Bu iki imam sünnetin yayılmasında ve değerinin yüceltilmesinde gayret göstermişlerdir.
Ancak alimin, ihtilaf edilen konuda hükmetmek için alimlerin sözlerini delil
getirmesi, bunlarla itirazda bulunması veya bu sözleri kaide kılması mümkün
değildir. Zira bu, büyük bir hatadır. İhtilaf anında bu ihtilafın sadece iki
vahye (kitap ve sünnete) ve bu ikisinin delillerine döndürülmesi hususunda icma
vardır.
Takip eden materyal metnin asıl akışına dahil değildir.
use super::Model;
use crate::types::{ProjectRef, ProjectVersionRef};
use std::path::{Path, PathBuf};

/// One project of the reactor. Coordinates are always read from the live
/// model, so they reflect every manipulation applied so far.
#[derive(Debug, Clone)]
pub struct Project {
    pom: PathBuf,
    model: Model,
    original: ProjectVersionRef,
    inheritance_root: bool,
    reactor_parent: Option<ProjectRef>,
}

impl Project {
    pub fn new(pom: impl Into<PathBuf>, model: Model) -> Self {
        let mut project = Self {
            pom: pom.into(),
            model,
            original: ProjectVersionRef::new("", "", ""),
            inheritance_root: false,
            reactor_parent: None,
        };
        project.original = project.gav();
        project
    }

    pub fn pom(&self) -> &Path {
        &self.pom
    }

    /// Directory holding the POM
    pub fn base_dir(&self) -> PathBuf {
        match self.pom.parent() {
            Some(dir) if !dir.as_os_str().is_empty() => dir.to_path_buf(),
            _ => PathBuf::from("."),
        }
    }

    pub fn model(&self) -> &Model {
        &self.model
    }

    pub fn model_mut(&mut self) -> &mut Model {
        &mut self.model
    }

    pub fn group_id(&self) -> String {
        self.model.group_id().unwrap_or_default()
    }

    pub fn artifact_id(&self) -> String {
        self.model.artifact_id().unwrap_or_default()
    }

    /// Declared or inherited version; may still contain `${...}` references
    pub fn version(&self) -> String {
        self.model.version().unwrap_or_default()
    }

    pub fn key(&self) -> ProjectRef {
        ProjectRef::new(self.group_id(), self.artifact_id())
    }

    pub fn gav(&self) -> ProjectVersionRef {
        ProjectVersionRef::new(self.group_id(), self.artifact_id(), self.version())
    }

    /// Coordinates as loaded from disk
    pub fn original_gav(&self) -> &ProjectVersionRef {
        &self.original
    }

    pub fn is_inheritance_root(&self) -> bool {
        self.inheritance_root
    }

    pub(crate) fn set_inheritance_root(&mut self, root: bool) {
        self.inheritance_root = root;
    }

    /// `g:a` of the parent when the parent is part of the reactor
    pub fn reactor_parent(&self) -> Option<&ProjectRef> {
        self.reactor_parent.as_ref()
    }

    pub(crate) fn set_reactor_parent(&mut self, parent: Option<ProjectRef>) {
        self.reactor_parent = parent;
    }
}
Zira kitap ve sünnet, her türlü eksiklik, şaşkınlık ve kötülükten
korunmuştur.
Bu kitabın kıyas ve delil olması bölümünde – Allah kendisine
selamet versin – kıyas-ı celî hakkında şöyle diyor: “Bu tür kıyasın üzerinde
ittifak vardır.”[1]
Peki nerede bu ittifak?
Kıyas-ı celî’ye, Allah Teâlâ’nın şu ayetini örnek veriyor: “Yetimlerin
mallarını zulümle yiyenler…” (Nisa 10) Bu ayette geçen yetim malı yemeye
kıyasla, yetimin malını yakmak ve
batırmak da haramdır diyor. Bu açık bir hatadır. Çünkü bu ayet yetimin malını
yemenin haramlığını belirtmektedir. Diğer bir ayette ise “Kim Allah’ın
sınırlarını aşarsa nefsine zulmetmiş olur” (Talak 1) buyrulmaktadır. Bu
ayetle ilahî sınırları aşmak yasaklanmıştır. Bu meselenin bir açısıdır. Diğer açıdan,
yetimin malını yakmak veya batırmak sabit ve açık naslarla yasaklanmıştır. Allah
Teâlâ şöyle buyurmuştur:
"Ergenlik
çağına erişinceye kadar, en güzel bir şekilde olmadıkça yetimin malına
yaklaşmayın" (Enam 152, İsra 34)
Nebî sallallahu aleyhi ve sellem de şöyle buyurmuştur: “Müslüman
kişinin malı, ancak kendisinin gönül hoşluğuyla helal olur.”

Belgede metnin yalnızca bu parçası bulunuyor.